Thursday, 15 December 2011

I've finished A Game of Thrones, and the word Epic has been banned

So I have finally finished A Game of Thrones. It took a lot longer than I had hoped for, as I was simultaneously battling both an essay and a particularly nasty cold that made me sound worryingly like Darth Vader. Since the day that I wrote the first part of this review, I have excessively used the word Epic, and because of disapproving looks shot by some family members, the use of said word might now be banned... well... me saying it at least.
But any-hoo, the second half of the book was even more epic than the first half, and it has made me really impatient to start the next installment, which is frustrating as The Boyfriend is a mighty slow reader and still has over 600 pages to go! 

So Game of Thrones is all politics and battles, dragon eggs and wolves, witchcraft, treachery and corruption, and oh, its all so good! SO good! 

Normally if a main character is killed off (who I like), then I mildly resent the author, even if I see the need for the death. But this time I resented the the character responsible for the death (who is referred to as a little son of a *long-string of profanities*). And I totally like that I was so immersed in the book that I temporarily forgot the presence of the author. 

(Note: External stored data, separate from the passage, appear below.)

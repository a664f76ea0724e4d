//! Integration tests for runtime reconfiguration of the backup schedule.

use backuphub_core::error::ErrorKind;

use crate::helpers::{CronCall, TestInstance, shared_locks, system_config};

#[tokio::test]
async fn test_update_after_lock_reaches_registry_once() {
    let instance = TestInstance::recording(shared_locks(), system_config("0 2 * * *", true)).await;
    instance.backup.on_bootstrap().await.unwrap();
    instance.config.reload().await.unwrap();

    instance.provider.set(system_config("0 3 * * *", false));
    instance.config.reload().await.unwrap();

    assert_eq!(
        instance.cron.updates(),
        vec![CronCall::Update {
            name: "backupDatabase".to_string(),
            schedule: "0 3 * * *".to_string(),
            enabled: false,
        }]
    );
}

#[tokio::test]
async fn test_first_load_does_not_reschedule() {
    let instance = TestInstance::recording(shared_locks(), system_config("0 2 * * *", true)).await;
    instance.backup.on_bootstrap().await.unwrap();

    instance.config.reload().await.unwrap();

    assert!(instance.cron.updates().is_empty());
    assert_eq!(instance.cron.calls().len(), 1);
}

#[tokio::test]
async fn test_invalid_cron_vetoes_change() {
    let instance = TestInstance::recording(shared_locks(), system_config("0 2 * * *", true)).await;
    instance.backup.on_bootstrap().await.unwrap();
    instance.config.reload().await.unwrap();

    instance.provider.set(system_config("not-a-cron", true));
    let err = instance.config.reload().await.unwrap_err();

    assert_eq!(err.kind, ErrorKind::Validation);
    assert_eq!(err.message, "Invalid cron expression not-a-cron");
    assert!(instance.cron.updates().is_empty());
    assert_eq!(
        instance.config.get_config().await.unwrap(),
        system_config("0 2 * * *", true)
    );
}

#[tokio::test]
async fn test_successive_updates_are_applied_in_order() {
    let instance = TestInstance::recording(shared_locks(), system_config("0 2 * * *", true)).await;
    instance.backup.on_bootstrap().await.unwrap();
    instance.config.reload().await.unwrap();

    for (expr, enabled) in [("0 3 * * *", false), ("*/30 * * * *", true)] {
        instance.provider.set(system_config(expr, enabled));
        instance.config.reload().await.unwrap();
    }

    let schedules: Vec<(String, bool)> = instance
        .cron
        .updates()
        .into_iter()
        .filter_map(|c| match c {
            CronCall::Update {
                schedule, enabled, ..
            } => Some((schedule, enabled)),
            CronCall::Add { .. } => None,
        })
        .collect();
    assert_eq!(
        schedules,
        vec![
            ("0 3 * * *".to_string(), false),
            ("*/30 * * * *".to_string(), true)
        ]
    );
}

Plus, I like that only some of the characters truly develop. True, they all react differently as their surroundings change, but I think that only Daenerys truly changes in this books. It's unrealistic to expect all characters in a book to develop, especially as its because of many of the primary characters' faults that most of the plot happens. 
The best bit about the book is definitely its complexity and the way that Martin has made sure that every aspect of the fantasy world that could be thought of is complete, with a back story and motivations and detail in everything, especially in terms of how each character, family or place connects to each other. 

Admittedly the writing isn't the best ever, (as i mentioned before), but there are no glaringly obvious parts of naff-ness to bring it down, and the characters themselves are so well written that it completely outweighs any small problems with the book. Love. It. 9 shiny stars!!!